Tag Archives: 2012 Republican primary

Romney – Between a Rock and a Hard Place

The GOP’s race to the bottom carries on and the man who once said,

“I believe in an America where millions of Americans believe in an America that’s the America millions of Americans believe in. That’s the America I love.”

…reaffirmed his position as the Inevitable One. Mitt Romney won Super Tuesday which should not have been a surprise to anyone. Romney had this thing wrapped up three months ago but is being dragged further to the right by his fellow candidates, Gingrich and Santorum, who refuse to leave the race.

Gingrich is hanging in there because of a) an oversized ego which fuels just about everything the man says and does…and b) the millions of billionaire backer, Sheldon Adelson.  Those two factors alone will keep Newt in his book tour presidential race for as long as the money lasts.

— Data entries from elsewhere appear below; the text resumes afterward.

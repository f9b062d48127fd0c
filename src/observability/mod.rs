//! Observability subsystem.
//!
//! # Data Flow
//! ```text
//! Router build and dispatch produce:
//!     → logging.rs (structured tracing events)
//!     → metrics.rs (dispatch outcome counters)
//!
//! Consumers:
//!     → stdout via tracing-subscriber
//!     → Metrics endpoint (Prometheus scrape, binary only)
//! ```
//!
//! # Design Decisions
//! - The library only emits; installing subscribers and exporters is left
//!   to the binary (or the embedding application)
//! - Metrics are cheap (atomic increments through the `metrics` facade)

pub mod logging;
pub mod metrics;
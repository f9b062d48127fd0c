//! Middleware composition.
//!
//! A middleware is a [`tower::Layer`] from [`Handler`] to [`Handler`]. The
//! first middleware registered in a scope ends up outermost.

use std::fmt;
use std::sync::Arc;

use tower::layer::{layer_fn, Layer};

use crate::endpoint::Handler;
use crate::routing::context::RequestContext;
use crate::routing::response::Outcome;

type DynLayer = dyn Layer<Handler, Service = Handler> + Send + Sync;

/// A wrapper applied around route endpoints.
#[derive(Clone)]
pub struct Middleware {
    name: String,
    layer: Arc<DynLayer>,
}

impl Middleware {
    /// Wrap any layer producing handlers.
    pub fn new<L>(name: impl Into<String>, layer: L) -> Self
    where
        L: Layer<Handler, Service = Handler> + Send + Sync + 'static,
    {
        Self {
            name: name.into(),
            layer: Arc::new(layer),
        }
    }

    /// Build from a function that wraps the inner handler.
    pub fn from_fn<F>(name: impl Into<String>, f: F) -> Self
    where
        F: Fn(Handler) -> Handler + Send + Sync + 'static,
    {
        Self::new(name, layer_fn(f))
    }

    /// Build from a function that sees the request and the next handler.
    ///
    /// ```ignore
    /// Middleware::around("auth", |ctx, next| {
    ///     if ctx.env.contains_key("authorization") {
    ///         next.call(ctx)
    ///     } else {
    ///         Response::new(StatusCode::UNAUTHORIZED).into()
    ///     }
    /// });
    /// ```
    pub fn around<F>(name: impl Into<String>, f: F) -> Self
    where
        F: Fn(&mut RequestContext, &Handler) -> Outcome + Send + Sync + 'static,
    {
        let f = Arc::new(f);
        Self::from_fn(name, move |inner: Handler| -> Handler {
            let f = f.clone();
            Arc::new(move |ctx: &mut RequestContext| f(ctx, &inner))
        })
    }

    pub fn name(&self) -> &str {
        &self.name
    }

    pub fn wrap(&self, inner: Handler) -> Handler {
        self.layer.layer(inner)
    }
}

impl fmt::Debug for Middleware {
    fn fmt(&self, f: &mut fmt::Formatter<'_>) -> fmt::Result {
        f.debug_tuple("Middleware").field(&self.name).finish()
    }
}

/// Compose `middlewares` around `endpoint`; index 0 becomes outermost.
pub fn build(endpoint: Handler, middlewares: &[Middleware]) -> Handler {
    middlewares
        .iter()
        .rev()
        .fold(endpoint, |inner, middleware| middleware.wrap(inner))
}
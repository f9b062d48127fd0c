//! Endpoint resolution through the builder.

use std::sync::Arc;

use axum::http::StatusCode;
use signpost::endpoint::EndpointSpec;
use signpost::{Builder, EndpointRegistry, RequestContext, Response, RouterOptions, RoutingError};

mod common;
use common::get;

fn with_options(options: RouterOptions) -> Builder {
    Builder::with_options(Arc::new(common::registry()), options)
}

#[test]
fn test_subject_and_action() {
    let mut b = Builder::new(common::registry());
    b.get("/dragons").to("dragons#index");
    b.get("/unicorns").to(EndpointSpec::pair("unicorns", "index"));
    b.get("/dragons/:id").to("dragons#show");
    let router = b.build().unwrap();

    assert_eq!(get(&router, "/dragons").body, "all dragons");
    assert_eq!(get(&router, "/unicorns").body, "all unicorns");
    assert_eq!(get(&router, "/dragons/3").body, "dragon 3");
}

#[test]
fn test_callable_member_preferred() {
    let mut b = Builder::new(common::registry());
    b.post("/dragons/types").to("dragons/types#create");
    b.get("/echo").to("echo#anything");
    let router = b.build().unwrap();

    assert_eq!(
        common::dispatch(&router, signpost::Method::Post, "/dragons/types").body,
        "created type"
    );
    // no Echo::Anything member: the subject answers with the action as a param
    assert_eq!(
        get(&router, "/echo").body,
        "GET /echo action=anything&controller=Echo"
    );
}

#[test]
fn test_unknown_subject_fails_at_build() {
    let mut b = Builder::new(common::registry());
    b.get("/ghosts").to("ghosts#index");
    match b.build() {
        Err(RoutingError::UnresolvedEndpoint { spec }) => assert_eq!(spec, "ghosts#index"),
        other => panic!("expected an unresolved endpoint, got {other:?}"),
    }
}

#[test]
fn test_namespace_entry_is_not_callable() {
    let mut b = Builder::new(common::registry());
    b.get("/magic").to("magic");
    assert!(matches!(
        b.build(),
        Err(RoutingError::UnresolvedEndpoint { .. })
    ));
}

#[test]
fn test_naming_pattern_and_namespace() {
    let mut b = with_options(RouterOptions {
        controller_format: Some("%{name}Controller".into()),
        namespace: Some("admin".into()),
        ..RouterOptions::default()
    });
    b.get("/users").to("users");
    let router = b.build().unwrap();

    assert_eq!(get(&router, "/users").body, "admin users");
}

#[test]
fn test_namespace_does_not_fall_back_to_global() {
    let mut b = with_options(RouterOptions {
        namespace: Some("admin".into()),
        ..RouterOptions::default()
    });
    b.get("/dragons").to("dragons#index");
    assert!(matches!(
        b.build(),
        Err(RoutingError::UnresolvedEndpoint { .. })
    ));
}

#[test]
fn test_absolute_name_skips_namespace() {
    let mut b = with_options(RouterOptions {
        namespace: Some("admin".into()),
        ..RouterOptions::default()
    });
    b.get("/dragons").to("::dragons#index");
    let router = b.build().unwrap();

    assert_eq!(get(&router, "/dragons").body, "all dragons");
}

#[test]
fn test_action_only_resolves_in_namespace() {
    let mut b = with_options(RouterOptions {
        namespace: Some("dragons".into()),
        ..RouterOptions::default()
    });
    b.get("/").to("#index");
    let router = b.build().unwrap();

    assert_eq!(get(&router, "/").body, "all dragons");
}

#[test]
fn test_dynamic_resolution_from_captures() {
    let mut b = Builder::new(common::registry());
    b.get("/:controller/:action");
    b.get("/:controller").params([("action", "index")]);
    let router = b.build().unwrap();

    assert_eq!(get(&router, "/dragons/index").body, "all dragons");
    assert_eq!(get(&router, "/unicorns").body, "all unicorns");
    assert_eq!(get(&router, "/dragons/unknown").status, StatusCode::NOT_FOUND);
    assert_eq!(
        get(&router, "/ghosts/index").status,
        StatusCode::INTERNAL_SERVER_ERROR
    );
}

#[test]
fn test_dynamic_with_fixed_action() {
    let mut b = Builder::new(common::registry());
    b.get("/:controller/all").to("#index");
    let router = b.build().unwrap();

    assert_eq!(get(&router, "/unicorns/all").body, "all unicorns");
}

#[test]
fn test_registry_shared_across_builders() {
    let registry: Arc<EndpointRegistry> = Arc::new(
        EndpointRegistry::new().with("Home", |_ctx: &mut RequestContext| -> signpost::Outcome {
            Response::ok("home").into()
        }),
    );

    let mut first = Builder::with_options(registry.clone(), RouterOptions::default());
    first.get("/").to("home");
    let mut second = Builder::with_options(registry, RouterOptions::default());
    second.get("/start").to("home");

    assert_eq!(get(&first.build().unwrap(), "/").body, "home");
    assert_eq!(get(&second.build().unwrap(), "/start").body, "home");
}

#[test]
fn test_handler_receives_subject_action_and_captures() {
    let registry = EndpointRegistry::new().with("Dragons", common::echo);
    let mut b = Builder::new(registry);
    b.get("/dragons/:id").to("dragons#show");
    b.get("/:controller/:action/:id");
    let router = b.build().unwrap();

    assert_eq!(
        get(&router, "/dragons/42").body,
        "GET /dragons/42 action=show&controller=Dragons&id=42"
    );
    // resolved from the captures at request time
    assert_eq!(
        get(&router, "/dragons/roar/7").body,
        "GET /dragons/roar/7 action=roar&controller=dragons&id=7"
    );
}

#[test]
fn test_controller_reads_configured_params_key() {
    let mut b = with_options(RouterOptions {
        params_key: "app.params".into(),
        ..RouterOptions::default()
    });
    b.get("/dragons/:id").to("dragons#show");
    b.get("/x/:controller/:action");
    b.get("/echo/:id").to("echo");
    let router = b.build().unwrap();

    assert_eq!(get(&router, "/dragons/42").body, "dragon 42");
    assert_eq!(get(&router, "/x/dragons/index").body, "all dragons");
    assert_eq!(
        get(&router, "/echo/7").body,
        "GET /echo/7 controller=Echo&id=7"
    );
}
//! Name inflection used when turning route specs into registry names.

use convert_case::{Case, Casing};

const IRREGULAR: &[(&str, &str)] = &[
    ("person", "people"),
    ("child", "children"),
    ("man", "men"),
    ("mouse", "mice"),
    ("ox", "oxen"),
];

/// `admin/users` → `Admin::Users`, `dragon_types` → `DragonTypes`.
///
/// Already qualified names pass through segment by segment, and a leading
/// `::` is preserved.
pub fn camelize(name: &str) -> String {
    let (absolute, rest) = match name.strip_prefix("::") {
        Some(rest) => (true, rest),
        None => (false, name),
    };

    let camel = rest
        .split('/')
        .flat_map(|part| part.split("::"))
        .filter(|part| !part.is_empty())
        .map(camelize_segment)
        .collect::<Vec<_>>()
        .join("::");

    if absolute {
        format!("::{camel}")
    } else {
        camel
    }
}

fn camelize_segment(segment: &str) -> String {
    if segment.contains(['_', '-', ' ']) {
        segment.to_case(Case::Pascal)
    } else {
        // keep inner capitals such as `TestsController`
        let mut chars = segment.chars();
        match chars.next() {
            Some(first) => first.to_uppercase().chain(chars).collect(),
            None => String::new(),
        }
    }
}

/// Plural of the last word: `Test` → `Tests`, `Category` → `Categories`.
pub fn pluralize(word: &str) -> String {
    if let Some(out) = swap_irregular(word, |(singular, plural)| (singular, plural)) {
        return out;
    }
    let lower = word.to_lowercase();
    if lower.ends_with('s') {
        word.to_string()
    } else if ["x", "z", "ch", "sh"].iter().any(|s| lower.ends_with(s)) {
        format!("{word}es")
    } else if lower.ends_with('y') && !ends_with_vowel_y(&lower) {
        format!("{}ies", &word[..word.len() - 1])
    } else {
        format!("{word}s")
    }
}

/// Singular of the last word: `Tests` → `Test`, `Boxes` → `Box`.
pub fn singularize(word: &str) -> String {
    if let Some(out) = swap_irregular(word, |(singular, plural)| (plural, singular)) {
        return out;
    }
    let lower = word.to_lowercase();
    if lower.ends_with("ies") && word.len() > 3 {
        format!("{}y", &word[..word.len() - 3])
    } else if ["sses", "xes", "zes", "ches", "shes"].iter().any(|s| lower.ends_with(s)) {
        word[..word.len() - 2].to_string()
    } else if lower.ends_with("ss") || !lower.ends_with('s') {
        word.to_string()
    } else {
        word[..word.len() - 1].to_string()
    }
}

fn ends_with_vowel_y(lower: &str) -> bool {
    let mut rev = lower.chars().rev();
    rev.next();
    matches!(rev.next(), Some('a' | 'e' | 'i' | 'o' | 'u'))
}

/// Replace an irregular trailing word, keeping the case of its first letter.
fn swap_irregular(
    word: &str,
    direction: impl Fn((&'static str, &'static str)) -> (&'static str, &'static str),
) -> Option<String> {
    let lower = word.to_lowercase();
    IRREGULAR.iter().find_map(|&pair| {
        let (from, to) = direction(pair);
        if !lower.ends_with(from) {
            return None;
        }
        let start = word.len() - from.len();
        // only whole words: the match starts the word or follows a boundary
        let boundary = start == 0
            || word[start..].starts_with(|c: char| c.is_uppercase())
            || word[..start].ends_with([':', '_']);
        if !boundary {
            return None;
        }
        let replacement = if word[start..].starts_with(|c: char| c.is_uppercase()) {
            let mut chars = to.chars();
            chars
                .next()
                .map(|c| c.to_uppercase().chain(chars).collect::<String>())
                .unwrap_or_default()
        } else {
            to.to_string()
        };
        Some(format!("{}{}", &word[..start], replacement))
    })
}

And what keeps Rick Santorum trudging on? This: he honestly believes he’s been chosen to sweep down from his lofty perch at the right hand side of God and save America from itself. He does. He believes this. Santorum might talk about budgets and deficits and Iran and other domestic and foreign policy issues but they’re not his main concern. Nope. He wants and needs to save you from the gay, abortion and contraceptives. He wants and needs to restore America to some fictional, moralistically perfect time which he believes once existed but which in truth exists only in the sick, little mind of a sanctimonious jerk.

As long as Rick Santorum keeps on winning a state or two as he did last night, he’s not going anywhere.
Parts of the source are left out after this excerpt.